左が2005年に出た「PowerShot S80」、右が新しい「PowerShot S90」(S90)。間に流れた年月をさておいても、まったく違うモデルなのが分かる。S90の方が薄くてコンパクト

 むしろ、ハイエンドIXY(以前は、1/1.7型クラスのCCDを搭載したハイエンドモデルがあった)の置き換えモデルといった方がいい。大きさも4桁型番のIXYとあまり変わらない。小型コンパクトでハイエンドな撮像素子を搭載したデジカメだ。リコーの「GR DIGITAL」や「GX200」、パナソニックの「DMC-LX3」の競合機と思えばいいかもしれない。

黒くてフラットでクラシックなボディのS90。ストロボは自動ポップアップ/ダウン式とユニーク

前面コントローラーリングの操作感が気持ちいい。

 「PowerShot S90」(以下、S90)の注目すべきポイントは3つある。
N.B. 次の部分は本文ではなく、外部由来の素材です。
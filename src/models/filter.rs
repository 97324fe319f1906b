use std::fmt;

use serde::Serialize;
use web3::types::{Address, BlockNumber, Filter, FilterBuilder, U64};

/// An inclusive block range `[offset, offset + size]`.
#[derive(Debug, Clone, Copy, PartialEq, Eq, Serialize)]
pub struct BlockWindow {
    pub offset: u64,
    pub size: u64,
}

impl BlockWindow {
    pub fn new(offset: u64, size: u64) -> Self {
        Self { offset, size }
    }

    pub fn from(&self) -> u64 {
        self.offset
    }

    pub fn to(&self) -> u64 {
        self.offset.saturating_add(self.size)
    }

    /// The window that follows this one after a successful query.
    pub fn advance(&self) -> Self {
        Self { offset: self.to(), size: self.size }
    }
}

impl fmt::Display for BlockWindow {
    fn fmt(&self, f: &mut fmt::Formatter<'_>) -> fmt::Result {
        write!(f, "[{}, {}]", self.from(), self.to())
    }
}

/// Address and optional block bounds selecting the logs a subscription or
/// query returns. No bounds means live.
#[derive(Debug, Clone, PartialEq, Eq)]
pub struct FilterSpec {
    pub addresses: Vec<Address>,
    pub from_block: Option<u64>,
    pub to_block: Option<u64>,
}

impl FilterSpec {
    pub fn live(address: Address) -> Self {
        Self { addresses: vec![address], from_block: None, to_block: None }
    }

    pub fn window(address: Address, window: BlockWindow) -> Self {
        Self {
            addresses: vec![address],
            from_block: Some(window.from()),
            to_block: Some(window.to()),
        }
    }
}

impl fmt::Display for FilterSpec {
    fn fmt(&self, f: &mut fmt::Formatter<'_>) -> fmt::Result {
        write!(f, "{{addresses: {:?}", self.addresses)?;
        if let Some(from) = self.from_block {
            write!(f, ", fromBlock: {}", from)?;
        }
        if let Some(to) = self.to_block {
            write!(f, ", toBlock: {}", to)?;
        }
        write!(f, "}}")
    }
}

impl From<&FilterSpec> for Filter {
    fn from(spec: &FilterSpec) -> Self {
        let mut builder = FilterBuilder::default().address(spec.addresses.clone());
        if let Some(from) = spec.from_block {
            builder = builder.from_block(BlockNumber::Number(U64::from(from)));
        }
        if let Some(to) = spec.to_block {
            builder = builder.to_block(BlockNumber::Number(U64::from(to)));
        }
        builder.build()
    }
}
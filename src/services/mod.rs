pub mod poller;
pub mod subscriber;
pub mod transport;
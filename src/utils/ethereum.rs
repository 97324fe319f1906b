use std::sync::Mutex;

use async_trait::async_trait;
use futures::StreamExt;
use tokio::sync::{mpsc, oneshot};
use tracing::debug;
use web3::api::SubscriptionStream;
use web3::transports::WebSocket;
use web3::types::{Filter, Log};
use web3::Web3;

use crate::error::TransportError;
use crate::models::filter::FilterSpec;
use crate::services::transport::{LogSubscription, LogTransport, Unsubscribe};

/// Node connection over a WebSocket, used for both subscriptions and queries.
pub struct Web3Transport {
    web3: Web3<WebSocket>,
}

impl Web3Transport {
    pub async fn connect(endpoint: String) -> Result<Self, TransportError> {
        let transport = WebSocket::new(&endpoint).await?;
        Ok(Self { web3: Web3::new(transport) })
    }
}

#[async_trait]
impl LogTransport for Web3Transport {
    async fn subscribe(&self, filter: &FilterSpec) -> Result<LogSubscription, TransportError> {
        let stream = self.web3.eth_subscribe().subscribe_logs(Filter::from(filter)).await?;
        debug!("Subscription id {:?}", stream.id());
        Ok(spawn_pump(stream))
    }

    async fn query(&self, filter: &FilterSpec) -> Result<Vec<Log>, TransportError> {
        Ok(self.web3.eth().logs(Filter::from(filter)).await?)
    }
}

/// Moves logs from the web3 stream into the subscription channels until the
/// stream fails or the handle is released, then unsubscribes on the node.
fn spawn_pump(mut stream: SubscriptionStream<WebSocket, Log>) -> LogSubscription {
    let (events_tx, events) = mpsc::channel(1);
    let (errors_tx, errors) = oneshot::channel();
    let (release_tx, mut release_rx) = oneshot::channel::<()>();

    tokio::spawn(async move {
        let failure: Option<TransportError> = loop {
            tokio::select! {
                _ = &mut release_rx => break None,
                item = stream.next() => {
                    match item {
                        Some(Ok(log)) => {
                            tokio::select! {
                                _ = &mut release_rx => break None,
                                sent = events_tx.send(log) => {
                                    if sent.is_err() {
                                        break None;
                                    }
                                }
                            }
                        }
                        Some(Err(e)) => break Some(e.into()),
                        None => break Some("subscription stream ended by the remote side".into()),
                    }
                }
            }
        };

        if let Some(failure) = failure {
            let _ = errors_tx.send(failure);
        }

        if let Err(e) = stream.unsubscribe().await {
            debug!("eth_unsubscribe failed: {:?}", e);
        }
    });

    let handle = Box::new(ReleaseHandle(Mutex::new(Some(release_tx))));
    LogSubscription { events, errors, handle }
}

struct ReleaseHandle(Mutex<Option<oneshot::Sender<()>>>);

impl Unsubscribe for ReleaseHandle {
    fn unsubscribe(&self) {
        let sender = match self.0.lock() {
            Ok(mut slot) => slot.take(),
            Err(poisoned) => poisoned.into_inner().take(),
        };
        if let Some(sender) = sender {
            let _ = sender.send(());
        }
    }
}
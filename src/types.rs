//! Shared value types for the search subsystem
//!
//! These types cross the boundary between the caller, the wire protocol,
//! and the worker process, so they are plain data with serde support.

use serde::{Deserialize, Serialize};
use uuid::Uuid;

/// A document the campaign layer wants indexed.
///
/// Created by the caller when a document becomes known; the search
/// subsystem never mutates it.
#[derive(Debug, Clone, PartialEq, Eq, Serialize, Deserialize)]
pub struct DocumentRef {
    /// Opaque identifier, stable across re-indexing runs.
    pub id: Uuid,
    /// Path or URL the provider reads the document from.
    pub locator: String,
    /// Format tag used for provider lookup (e.g. `plaintext`, `pdf`).
    pub kind: String,
}

impl DocumentRef {
    /// Create a reference with a fresh id.
    #[must_use]
    pub fn new(locator: impl Into<String>, kind: impl Into<String>) -> Self {
        Self {
            id: Uuid::new_v4(),
            locator: locator.into(),
            kind: kind.into(),
        }
    }
}

/// A single ranked search match.
#[derive(Debug, Clone, PartialEq, Serialize, Deserialize)]
pub struct SearchHit {
    pub doc_id: String,
    pub locator: String,
    pub kind: String,
    pub score: f32,
    pub excerpt: String,
}

/// A query waiting in the searcher's queue.
#[derive(Debug, Clone, PartialEq, Eq)]
pub struct QueryRequest {
    pub text: String,
    pub limit: usize,
}

/// Search hits grouped by document kind, in descending best-score order.
#[derive(Debug, Clone, PartialEq, Serialize, Deserialize)]
pub struct SearchSection {
    pub kind: String,
    pub hits: Vec<SearchHit>,
}

pub type SearchSections = Vec<SearchSection>;

/// Group ranked hits into per-kind sections.
///
/// Hits keep their relative order inside each section; sections are ordered
/// by the score of their best hit, so the strongest kind comes first.
#[must_use]
pub fn section_hits(hits: Vec<SearchHit>) -> SearchSections {
    let mut sections: Vec<SearchSection> = Vec::new();
    for hit in hits {
        match sections.iter_mut().find(|s| s.kind == hit.kind) {
            Some(section) => section.hits.push(hit),
            None => sections.push(SearchSection {
                kind: hit.kind.clone(),
                hits: vec![hit],
            }),
        }
    }
    sections.sort_by(|a, b| {
        let best_a = a.hits.first().map_or(f32::MIN, |h| h.score);
        let best_b = b.hits.first().map_or(f32::MIN, |h| h.score);
        best_b
            .partial_cmp(&best_a)
            .unwrap_or(std::cmp::Ordering::Equal)
    });
    sections
}

#[cfg(test)]
mod tests {
    use super::*;

    fn hit(kind: &str, score: f32) -> SearchHit {
        SearchHit {
            doc_id: Uuid::new_v4().to_string(),
            locator: format!("/docs/{kind}-{score}"),
            kind: kind.to_string(),
            score,
            excerpt: String::new(),
        }
    }

    #[test]
    fn sectioning_groups_by_kind_and_orders_by_best_score() {
        let hits = vec![
            hit("pdf", 0.9),
            hit("plaintext", 2.5),
            hit("pdf", 0.4),
            hit("plaintext", 1.0),
        ];
        let sections = section_hits(hits);
        assert_eq!(sections.len(), 2);
        assert_eq!(sections[0].kind, "plaintext");
        assert_eq!(sections[0].hits.len(), 2);
        assert_eq!(sections[1].kind, "pdf");
        assert_eq!(sections[1].hits.len(), 2);
    }

    #[test]
    fn sectioning_empty_input_yields_no_sections() {
        assert!(section_hits(Vec::new()).is_empty());
    }
}
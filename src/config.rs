//! Configuration for the search subsystem
//!
//! Campaign-level settings are carried in an explicit [`SearchConfig`]
//! passed into the launcher and client constructors; there is no
//! process-wide configuration singleton. The worker process itself only
//! needs the small [`WorkerConfig`] subset, since the index location
//! arrives over the wire at `init_database` time.

use std::path::{Path, PathBuf};
use std::time::Duration;

use thiserror::Error;

/// What the launcher does when it detects that the worker child died.
#[derive(Debug, Clone, PartialEq, Eq)]
pub enum RespawnPolicy {
    /// Log, clear the handle, and wait for the caller to respawn.
    Manual,
    /// Respawn automatically with linear backoff, up to `max_attempts`
    /// times. The attempt counter resets on an explicit `spawn` or `kill`.
    Bounded {
        max_attempts: u32,
        backoff: Duration,
    },
}

/// Errors produced while validating a configuration.
#[derive(Debug, Error, PartialEq, Eq)]
pub enum ConfigError {
    #[error("index_root is required")]
    MissingIndexRoot,

    #[error("worker command is empty and no default worker binary was found")]
    MissingWorkerCommand,

    #[error("result_limit must be greater than zero")]
    ZeroResultLimit,

    #[error("poll_interval must be non-zero")]
    ZeroPollInterval,
}

/// Settings the worker process applies to its own threads and index writer.
#[derive(Debug, Clone)]
pub struct WorkerConfig {
    /// Timeout for the indexer/searcher queue pops, so the stop flag is
    /// observed within one interval.
    pub queue_poll: Duration,
    /// Tantivy writer heap budget in bytes.
    pub writer_memory_budget: usize,
}

impl Default for WorkerConfig {
    fn default() -> Self {
        Self {
            queue_poll: Duration::from_millis(250),
            writer_memory_budget: 50_000_000,
        }
    }
}

/// Caller-side configuration for launching and talking to a worker.
#[derive(Debug, Clone)]
pub struct SearchConfig {
    pub(crate) index_root: PathBuf,
    pub(crate) worker_command: Vec<String>,
    pub(crate) poll_interval: Duration,
    pub(crate) result_limit: usize,
    pub(crate) disabled: bool,
    pub(crate) respawn: RespawnPolicy,
}

impl SearchConfig {
    /// Start building a configuration. `index_root` is mandatory.
    #[must_use]
    pub fn builder() -> SearchConfigBuilder {
        SearchConfigBuilder::default()
    }

    /// Directory under which per-campaign index directories are created.
    #[must_use]
    pub fn index_root(&self) -> &Path {
        &self.index_root
    }

    /// Resolve the on-disk index path for one campaign.
    #[must_use]
    pub fn campaign_index_path(&self, campaign_id: &str) -> PathBuf {
        self.index_root.join(campaign_id)
    }

    /// Argv used to start the worker process.
    #[must_use]
    pub fn worker_command(&self) -> &[String] {
        &self.worker_command
    }

    /// Liveness-poll interval for the launcher's monitor thread.
    #[must_use]
    pub fn poll_interval(&self) -> Duration {
        self.poll_interval
    }

    /// Fixed top-K requested from the worker per query.
    #[must_use]
    pub fn result_limit(&self) -> usize {
        self.result_limit
    }

    /// `true` when the subsystem is administratively disabled and the null
    /// client should be used instead of a worker process.
    #[must_use]
    pub fn disabled(&self) -> bool {
        self.disabled
    }

    /// Respawn policy applied by the launcher's liveness monitor.
    #[must_use]
    pub fn respawn(&self) -> &RespawnPolicy {
        &self.respawn
    }
}

/// Builder for [`SearchConfig`] with validation and sensible defaults.
#[derive(Debug, Default)]
pub struct SearchConfigBuilder {
    index_root: Option<PathBuf>,
    worker_command: Option<Vec<String>>,
    poll_interval: Option<Duration>,
    result_limit: Option<usize>,
    disabled: bool,
    respawn: Option<RespawnPolicy>,
}

impl SearchConfigBuilder {
    #[must_use]
    pub fn index_root(mut self, path: impl Into<PathBuf>) -> Self {
        self.index_root = Some(path.into());
        self
    }

    /// Override the worker argv. Defaults to a `loreseek-worker` binary
    /// sitting next to the current executable.
    #[must_use]
    pub fn worker_command(mut self, argv: Vec<String>) -> Self {
        self.worker_command = Some(argv);
        self
    }

    #[must_use]
    pub fn poll_interval(mut self, interval: Duration) -> Self {
        self.poll_interval = Some(interval);
        self
    }

    #[must_use]
    pub fn result_limit(mut self, limit: usize) -> Self {
        self.result_limit = Some(limit);
        self
    }

    #[must_use]
    pub fn disabled(mut self, disabled: bool) -> Self {
        self.disabled = disabled;
        self
    }

    #[must_use]
    pub fn respawn(mut self, policy: RespawnPolicy) -> Self {
        self.respawn = Some(policy);
        self
    }

    /// Validate and build the configuration.
    pub fn build(self) -> Result<SearchConfig, ConfigError> {
        let index_root = self.index_root.ok_or(ConfigError::MissingIndexRoot)?;

        let worker_command = match self.worker_command {
            Some(argv) if argv.is_empty() => return Err(ConfigError::MissingWorkerCommand),
            Some(argv) => argv,
            None => vec![
                default_worker_binary()
                    .ok_or(ConfigError::MissingWorkerCommand)?
                    .to_string_lossy()
                    .into_owned(),
            ],
        };

        let result_limit = self.result_limit.unwrap_or(10);
        if result_limit == 0 {
            return Err(ConfigError::ZeroResultLimit);
        }

        let poll_interval = self.poll_interval.unwrap_or(Duration::from_secs(1));
        if poll_interval.is_zero() {
            return Err(ConfigError::ZeroPollInterval);
        }

        Ok(SearchConfig {
            index_root,
            worker_command,
            poll_interval,
            result_limit,
            disabled: self.disabled,
            respawn: self.respawn.unwrap_or(RespawnPolicy::Manual),
        })
    }
}

/// Locate the sibling `loreseek-worker` binary next to the running
/// executable, the common deployment layout.
fn default_worker_binary() -> Option<PathBuf> {
    let exe = std::env::current_exe().ok()?;
    let dir = exe.parent()?;
    let name = if cfg!(windows) {
        "loreseek-worker.exe"
    } else {
        "loreseek-worker"
    };
    Some(dir.join(name))
}
//! Plain-text extraction: plaintext, markdown, and friends
//!
//! Anything that is already UTF-8 text on disk is handled here. The
//! campaign layer tags these documents `plaintext` regardless of the
//! exact flavour.

use std::path::Path;

use crate::types::DocumentRef;

use super::{ExtractError, Provider};

/// Extensions this provider is willing to read.
const TEXT_EXTENSIONS: &[&str] = &["txt", "text", "md", "markdown", "rst"];

pub struct PlainTextProvider;

impl Provider for PlainTextProvider {
    fn kind(&self) -> &'static str {
        "plaintext"
    }

    fn can_handle(&self, doc: &DocumentRef) -> bool {
        let path = Path::new(&doc.locator);
        match path.extension().and_then(|e| e.to_str()) {
            Some(ext) => TEXT_EXTENSIONS
                .iter()
                .any(|known| ext.eq_ignore_ascii_case(known)),
            // Extensionless notes are common in campaign folders.
            None => true,
        }
    }

    fn extract(&self, doc: &DocumentRef) -> Result<String, ExtractError> {
        if !self.can_handle(doc) {
            return Err(ExtractError::Rejected(format!(
                "`{}` does not look like a text file",
                doc.locator
            )));
        }
        let text = std::fs::read_to_string(&doc.locator)?;
        Ok(text)
    }
}
//! loreseek-worker: the search worker process
//!
//! Spawned by the caller-side launcher with piped stdio. Stdin carries
//! protocol commands, stdout carries the JSON event stream, and all logs
//! go to stderr so they never corrupt the channel.

use anyhow::Result;
use tracing_subscriber::EnvFilter;

use loreseek::config::WorkerConfig;
use loreseek::worker::WorkerHost;

fn main() -> Result<()> {
    tracing_subscriber::fmt()
        .with_env_filter(
            EnvFilter::try_from_env("LORESEEK_LOG").unwrap_or_else(|_| EnvFilter::new("info")),
        )
        .with_writer(std::io::stderr)
        .init();

    install_signal_handlers();

    let host = WorkerHost::new(WorkerConfig::default());
    let stdin = std::io::stdin().lock();
    let stdout = std::io::stdout();
    host.run(stdin, stdout)
}

/// SIGTERM is an orderly stop; SIGSEGV is fatal and must not look like a
/// clean exit to the supervising launcher.
#[cfg(unix)]
fn install_signal_handlers() {
    extern "C" fn on_sigterm(_: libc::c_int) {
        // Only async-signal-safe calls are allowed here.
        unsafe { libc::_exit(0) }
    }
    extern "C" fn on_sigsegv(_: libc::c_int) {
        unsafe { libc::_exit(1) }
    }
    let sigterm: extern "C" fn(libc::c_int) = on_sigterm;
    let sigsegv: extern "C" fn(libc::c_int) = on_sigsegv;
    unsafe {
        libc::signal(libc::SIGTERM, sigterm as libc::sighandler_t);
        libc::signal(libc::SIGSEGV, sigsegv as libc::sighandler_t);
    }
}

#[cfg(not(unix))]
fn install_signal_handlers() {}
ひとつはデザインと大きさと操作系といったボディ周り。黒くフラットな携帯性の高いボディに、ダイヤルを2つ設けたこと。面白いのは鏡胴周りのリングがそのまま電子ダイヤルになっていることだ。

横からみると平らなボディにリングがついているという構造がよく分かる(写真=左)、グリップ部の出っぱりはなし。上面には電源、シャッター、モードダイヤルのほか、リング機能設定ボタンが独立して設けられている。これがウリ。電源スイッチはもうちょっと目立っててよいかも(写真=右)

 グリップ部の出っ張りがないので慣れないとやや心許なく感じるが、デザイン的にはスッキリしていてよい。

鏡胴周りのリングと背面のホイールの2つが操作系の特徴。ただホイールはクリック感がないタイプで、十字キーを操作するとき不用意に回してしまうことも。普段は背面のホイールが露出補正に割り当てられている。Sと書いてあるキーはショートカットで好きな機能を割り当てられる。わたしは「i-コントラスト」のオン/オフにした。右側面には各種端子類。HDMIのミニ端子を持っており、そのままHDTVにつなぐことができるのはよい(動画がHDならもっとよかったのに)
RING FUNCキーでリングに割り当てる機能を選択。STDは設定によって自動的に決まる(基本的には、リングがISO感度、ホイールが露出補正)。露出補正に割り当てると、背面のホイールがISO感度設定になる

 鏡胴部のリングは上面の「RING FUNC」ボタンでカスタマイズ可能で、オートの時はステップズームに、それ以外では露出補正、ISO感度、マニュアルフォーカスなどに変更できる。このリングはクリック感もしっかりしており、回していて気持ちよいのが最高。

 ISO感度は1/3段刻みなので(最高ISO3200)、リングを回して細かくセットするのもまた楽しい。セルフタイマー時はこのリングで細かく秒数を指示できるし、シーンモードの「ノスタルジック」ではノスタルジック度合いをリングで変更できる。